Following Save the Children’s report on psychological scarring caused by the Syrian war, the charity has created a series of animated photos of refugee children explaining the devastating impact of trauma on their lives.

Written by Sarah Ruiz-Grossman Published on Read time Approx. 3 minutes
A Syrian mother and her 7-year-old son who suffers from cerebral atrophy and violent epileptic seizures. He is unable to walk or talk and requires around-the-clock care. The family now lives in Turkey. Photographer Nick Ballon and artist Alma Haser have created a series of animated images of Syrian refugees. Courtesy of Save the Children

With a harrowing series of animations, the humanitarian group Save the Children hopes to show how the crisis in Syria is taking its toll on the psychological well-being of refugee children.

The animated images, produced by photographer Nick Ballon and artist Alma Haser, interpret the haunting audio, in which the children and their family members talk about how the war has made them feel.

The photos were all taken near the Syria-Turkey border, according to a release from Save the Children. Haser altered those images by ripping, cutting, folding or crumpling the paper to visualize the children’s experiences.

“I hate it when I am alone,” 9-year-old Hassan says in the animation below. (All the refugees’ names have been changed to protect their privacy and security.)

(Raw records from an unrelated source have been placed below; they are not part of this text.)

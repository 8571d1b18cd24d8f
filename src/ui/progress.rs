//! Progress indicators with CI fallback

use super::context::UiContext;
use crate::content::Descriptor;
use crate::copy::CopyObserver;
use console::{style, StyledObject};
use indicatif::{ProgressBar, ProgressStyle};
use std::sync::atomic::{AtomicUsize, Ordering};
use std::sync::Arc;
use std::time::Duration;

/// A task spinner with CI fallback
pub struct TaskSpinner {
    spinner: Option<cliclack::ProgressBar>,
    interactive: bool,
}

impl TaskSpinner {
    /// Create a new spinner (shows immediately in interactive mode)
    pub fn new(ctx: &UiContext) -> Self {
        Self {
            spinner: None,
            interactive: ctx.use_fancy_output(),
        }
    }

    /// Start the spinner with a message
    pub fn start(&mut self, message: &str) {
        if self.interactive {
            let spinner = cliclack::spinner();
            spinner.start(message);
            self.spinner = Some(spinner);
        } else {
            println!("{} {}", style("...").dim(), message);
        }
    }

    /// Stop with success message
    pub fn stop(&mut self, message: &str) {
        if let Some(spinner) = self.spinner.take() {
            spinner.stop(message);
        } else if self.interactive {
            println!("{} {}", style("✓").green(), message);
        } else {
            println!("{} {}", style("[OK]").green(), message);
        }
    }

    /// Stop with error message
    pub fn stop_error(&mut self, message: &str) {
        if let Some(spinner) = self.spinner.take() {
            spinner.error(message);
        } else if self.interactive {
            println!("{} {}", style("✗").red(), message);
        } else {
            println!("{} {}", style("[FAIL]").red(), message);
        }
    }
}

/// Per-node progress for a copy.
///
/// Prints one line per finished node. In interactive mode the lines
/// scroll above a spinner counting finished nodes.
pub struct CopyProgress {
    bar: Option<ProgressBar>,
    done: AtomicUsize,
}

impl CopyProgress {
    pub fn new(ctx: &UiContext, label: &str) -> Arc<Self> {
        let bar = if ctx.use_fancy_output() {
            let bar = ProgressBar::new_spinner();
            if let Ok(template) =
                ProgressStyle::default_spinner().template("  {spinner:.cyan} {prefix} {msg:.dim}  {elapsed:.dim}")
            {
                bar.set_style(template.tick_chars("⠋⠙⠹⠸⠼⠴⠦⠧⠇⠏ "));
            }
            bar.set_prefix(label.to_string());
            bar.enable_steady_tick(Duration::from_millis(120));
            Some(bar)
        } else {
            None
        };
        Arc::new(Self {
            bar,
            done: AtomicUsize::new(0),
        })
    }

    fn line(&self, status: StyledObject<&str>, desc: &Descriptor) {
        let done = self.done.fetch_add(1, Ordering::SeqCst) + 1;
        let line = format_line(&status.to_string(), desc);
        match &self.bar {
            Some(bar) => {
                bar.println(line);
                bar.set_message(format!("{} nodes", done));
            }
            None => println!("{}", line),
        }
    }

    /// Finish and clear the spinner
    pub fn finish(&self) {
        if let Some(bar) = &self.bar {
            bar.disable_steady_tick();
            bar.finish_and_clear();
        }
    }
}

impl CopyObserver for CopyProgress {
    fn on_copied(&self, desc: &Descriptor) {
        self.line(style("Copied").green(), desc);
    }

    fn on_mounted(&self, desc: &Descriptor, _from_repository: &str) {
        self.line(style("Mounted").cyan(), desc);
    }

    fn on_skipped(&self, desc: &Descriptor) {
        self.line(style("Exists").dim(), desc);
    }

    fn on_would_copy(&self, desc: &Descriptor) {
        self.line(style("Would copy").yellow(), desc);
    }
}

/// `<status> <short digest> <title or media type>`
fn format_line(status: &str, desc: &Descriptor) -> String {
    let encoded = desc.digest.encoded();
    let short = &encoded[..encoded.len().min(12)];
    let what = desc.title().unwrap_or(&desc.media_type);
    format!("  {:<10} {} {}", status, short, what)
}

#[cfg(test)]
mod tests {
    use super::*;
    use crate::content::annotations;

    #[test]
    fn spinner_non_interactive() {
        let ctx = UiContext::non_interactive();
        let mut spinner = TaskSpinner::new(&ctx);
        spinner.start("Resolving...");
        spinner.stop("Done");
        // Should not panic
    }

    #[test]
    fn line_prefers_title() {
        let desc = Descriptor::from_bytes("text/plain", b"hello")
            .with_annotation(annotations::TITLE, "hello.txt");
        let line = format_line("Copied", &desc);
        assert!(line.contains("Copied"));
        assert!(line.contains(&desc.digest.encoded()[..12]));
        assert!(line.ends_with("hello.txt"));

        let untitled = Descriptor::from_bytes("text/plain", b"hello");
        assert!(format_line("Exists", &untitled).ends_with("text/plain"));
    }

    #[test]
    fn copy_progress_counts_nodes() {
        let ctx = UiContext::non_interactive();
        let progress = CopyProgress::new(&ctx, "copy");
        let desc = Descriptor::from_bytes("text/plain", b"x");
        progress.on_copied(&desc);
        progress.on_skipped(&desc);
        progress.on_would_copy(&desc);
        progress.finish();
        assert_eq!(progress.done.load(Ordering::SeqCst), 3);
    }
}
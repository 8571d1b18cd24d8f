//! Config command - show or edit configuration

use crate::cli::args::{ConfigAction, ConfigArgs};
use crate::config::{Config, ConfigManager, LogFormat};
use crate::error::{OrcaError, OrcaResult};
use crate::referrers::ReferrersMode;
use crate::ui::{self, UiContext};
use clap::ValueEnum;
use std::path::PathBuf;

/// Execute the config command
pub async fn execute(args: ConfigArgs, manager: &ConfigManager, config: &Config) -> OrcaResult<()> {
    match args.action {
        None | Some(ConfigAction::Show) => show_config(config)?,
        Some(ConfigAction::Path) => println!("{}", manager.path().display()),
        Some(ConfigAction::Init { force }) => init_config(manager, force).await?,
        Some(ConfigAction::Set { key, value }) => {
            let mut config = config.clone();
            set_value(&mut config, &key, &value)?;
            manager.save(&config).await?;
            ui::step_ok(&UiContext::detect(), &format!("Set {} = {}", key, value));
        }
    }
    Ok(())
}

fn show_config(config: &Config) -> OrcaResult<()> {
    println!("{}", toml::to_string_pretty(config)?);
    Ok(())
}

async fn init_config(manager: &ConfigManager, force: bool) -> OrcaResult<()> {
    let ctx = UiContext::detect();
    let path = manager.path();

    if path.exists() && !force {
        ui::step_warn_hint(
            &ctx,
            &format!("Config already exists at {}", path.display()),
            "Use --force to overwrite",
        );
        return Ok(());
    }

    manager.save(&Config::default()).await?;
    ui::step_ok(&ctx, &format!("Configuration initialized at {}", path.display()));
    Ok(())
}

fn set_value(config: &mut Config, key: &str, value: &str) -> OrcaResult<()> {
    let parts: Vec<&str> = key.split('.').collect();

    match parts.as_slice() {
        ["general", "log_format"] => {
            config.general.log_format = match value {
                "text" => LogFormat::Text,
                "json" => LogFormat::Json,
                _ => return Err(invalid(key, value, "expected text or json")),
            }
        }
        ["copy", "concurrency"] => {
            config.copy.concurrency = value
                .parse()
                .ok()
                .filter(|n| *n > 0)
                .ok_or_else(|| invalid(key, value, "expected a positive integer"))?
        }
        ["copy", "referrers"] => {
            config.copy.referrers = ReferrersMode::from_str(value, true)
                .map_err(|_| invalid(key, value, "expected auto, api or tag-scheme"))?
        }
        ["copy", "skip_gc"] => {
            config.copy.skip_gc = value
                .parse()
                .map_err(|_| invalid(key, value, "expected true or false"))?
        }
        ["cache", "root"] => {
            config.cache.root = (!value.is_empty()).then(|| PathBuf::from(value));
        }
        _ => return Err(OrcaError::User(format!("Unknown configuration key: {}", key))),
    }
    Ok(())
}

fn invalid(key: &str, value: &str, reason: &str) -> OrcaError {
    OrcaError::User(format!("Invalid value '{}' for {}: {}", value, key, reason))
}
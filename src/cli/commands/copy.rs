//! Copy command - replicate an artifact between layouts

use super::{behind_cache, graph_options, required_reference, summarize};
use crate::cli::args::CopyArgs;
use crate::config::Config;
use crate::error::OrcaResult;
use crate::ops::{self, CopyOptions};
use crate::target::{OciLayout, Reference};
use crate::ui::{self, CopyProgress, UiContext};

/// Execute the copy command
pub async fn execute(args: CopyArgs, config: &Config) -> OrcaResult<()> {
    let ctx = UiContext::detect();
    let src_ref = required_reference(&args.source)?;
    let src = behind_cache(
        OciLayout::open_existing(&args.source.path).await?,
        args.no_cache,
        config,
    )
    .await?;
    let dst = OciLayout::open(&args.destination.path).await?;

    let progress = CopyProgress::new(&ctx, "Copying");
    let mut graph = graph_options(&args.flags, config, args.dry_run);
    graph.observer = Some(progress.clone());
    let opts = CopyOptions {
        graph,
        recursive: args.recursive,
        depth: args.depth,
        artifact_type: args.artifact_type,
        extra_tags: args.tag,
    };
    let dst_ref = args.destination.reference.as_ref().map(Reference::to_string);

    let result = ops::copy(&*src, &src_ref, &dst, dst_ref.as_deref(), &opts).await;
    progress.finish();
    let outcome = result?;

    summarize(&ctx, &outcome.report);
    ui::key_value(&ctx, "Digest", &outcome.root.digest.to_string());
    if !outcome.tags.is_empty() {
        ui::key_value(&ctx, "Tags", &outcome.tags.join(", "));
    }
    if args.dry_run {
        ui::outro_warn(&ctx, "Dry run: nothing was written");
    } else {
        ui::outro_success(
            &ctx,
            &format!("Copied {} to {}", args.source, args.destination.path.display()),
        );
    }
    Ok(())
}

After seeing his father shot dead at point-blank range, Hassan became withdrawn and began stammering, according to Save the Children.

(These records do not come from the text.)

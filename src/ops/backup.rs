//! Back up artifacts into an OCI layout and restore them from one

use crate::content::Descriptor;
use crate::copy::{copy_graph, extended_copy, CopyGraphOptions, CopyReport, ExtendedCopyOptions};
use crate::error::{OrcaError, OrcaResult};
use crate::ops::resolve_root;
use crate::target::reference::Reference;
use crate::target::{OciLayout, ReadOnly, Target};
use std::path::Path;
use std::str::FromStr;
use tracing::{debug, info};

/// Options for [`backup`]
#[derive(Debug, Clone, Default)]
pub struct BackupOptions {
    pub graph: CopyGraphOptions,
    /// Copy only the artifacts themselves, not what refers to them
    pub exclude_referrers: bool,
    pub artifact_type: Option<String>,
}

/// Options for [`restore`]
#[derive(Debug, Clone, Default)]
pub struct RestoreOptions {
    /// Graph options; `dry_run` reports what would be copied
    pub graph: CopyGraphOptions,
    pub exclude_referrers: bool,
    pub artifact_type: Option<String>,
}

async fn copy_one(
    src: &dyn Target,
    dst: &dyn Target,
    root: &Descriptor,
    graph: &CopyGraphOptions,
    exclude_referrers: bool,
    artifact_type: Option<&str>,
) -> OrcaResult<CopyReport> {
    if exclude_referrers {
        return copy_graph(src, dst, root, graph).await;
    }
    let opts = ExtendedCopyOptions {
        graph: graph.clone(),
        depth: None,
        artifact_type: artifact_type.map(str::to_string),
    };
    extended_copy(src, dst, root, &opts).await
}

/// Tag `root` at `dst` when `reference` is a tag and this is not a dry run
async fn tag_if_named(
    dst: &dyn Target,
    root: &Descriptor,
    reference: &str,
    dry_run: bool,
) -> OrcaResult<()> {
    if dry_run {
        return Ok(());
    }
    match Reference::from_str(reference)? {
        Reference::Tag(tag) => dst.tag(root, &tag).await,
        Reference::Digest(_) => Ok(()),
    }
}

/// Copy each of `references` from `src` into the layout at `layout_dir`.
///
/// The layout is created when missing. Tags are kept under the same
/// name, so a later [`restore`] without references brings all back.
pub async fn backup(
    src: &dyn Target,
    references: &[String],
    layout_dir: &Path,
    opts: &BackupOptions,
) -> OrcaResult<CopyReport> {
    if references.is_empty() {
        return Err(OrcaError::User("nothing to back up: no references given".to_string()));
    }
    let layout = OciLayout::open(layout_dir).await?;

    let mut report = CopyReport::default();
    for reference in references {
        let root = resolve_root(src, reference).await?;
        let part = copy_one(
            src,
            &layout,
            &root,
            &opts.graph,
            opts.exclude_referrers,
            opts.artifact_type.as_deref(),
        )
        .await?;
        tag_if_named(&layout, &root, reference, opts.graph.dry_run).await?;
        debug!(reference = %reference, digest = %root.digest, copied = part.copied, "Backed up");
        report.merge(part);
    }

    info!(
        layout = %layout_dir.display(),
        references = references.len(),
        copied = report.copied,
        skipped = report.skipped,
        "Backup complete"
    );
    Ok(report)
}

/// Copy `references` out of the layout at `layout_dir` into `dst`.
///
/// With no references every tag in the layout is restored. The layout is
/// only read, never modified.
pub async fn restore(
    layout_dir: &Path,
    dst: &dyn Target,
    references: &[String],
    opts: &RestoreOptions,
) -> OrcaResult<CopyReport> {
    let layout = OciLayout::open_existing(layout_dir).await?;
    let references = if references.is_empty() {
        layout.tags().await
    } else {
        references.to_vec()
    };
    if references.is_empty() {
        return Err(OrcaError::User(format!(
            "{} has no tags to restore",
            layout_dir.display()
        )));
    }
    let src = ReadOnly::new(layout);

    let mut report = CopyReport::default();
    for reference in &references {
        let root = src.resolve(reference).await?;
        let part = copy_one(
            &src,
            dst,
            &root,
            &opts.graph,
            opts.exclude_referrers,
            opts.artifact_type.as_deref(),
        )
        .await?;
        tag_if_named(dst, &root, reference, opts.graph.dry_run).await?;
        debug!(reference = %reference, digest = %root.digest, copied = part.copied, "Restored");
        report.merge(part);
    }

    info!(
        layout = %layout_dir.display(),
        references = references.len(),
        copied = report.copied,
        would_copy = report.would_copy,
        "Restore complete"
    );
    Ok(report)
}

“When I get afraid, my body starts shaking,” Hassan says in the recording, as the image starts crumpling into the shape of wings. “I dream of a big bird, bigger than me, that I can ride it and fly away.”

After six years of war, almost half of the country’s population has been displaced, according to the nonprofit Syrian Center for Policy Research. The United Nations says some 5 million Syrians are now refugees.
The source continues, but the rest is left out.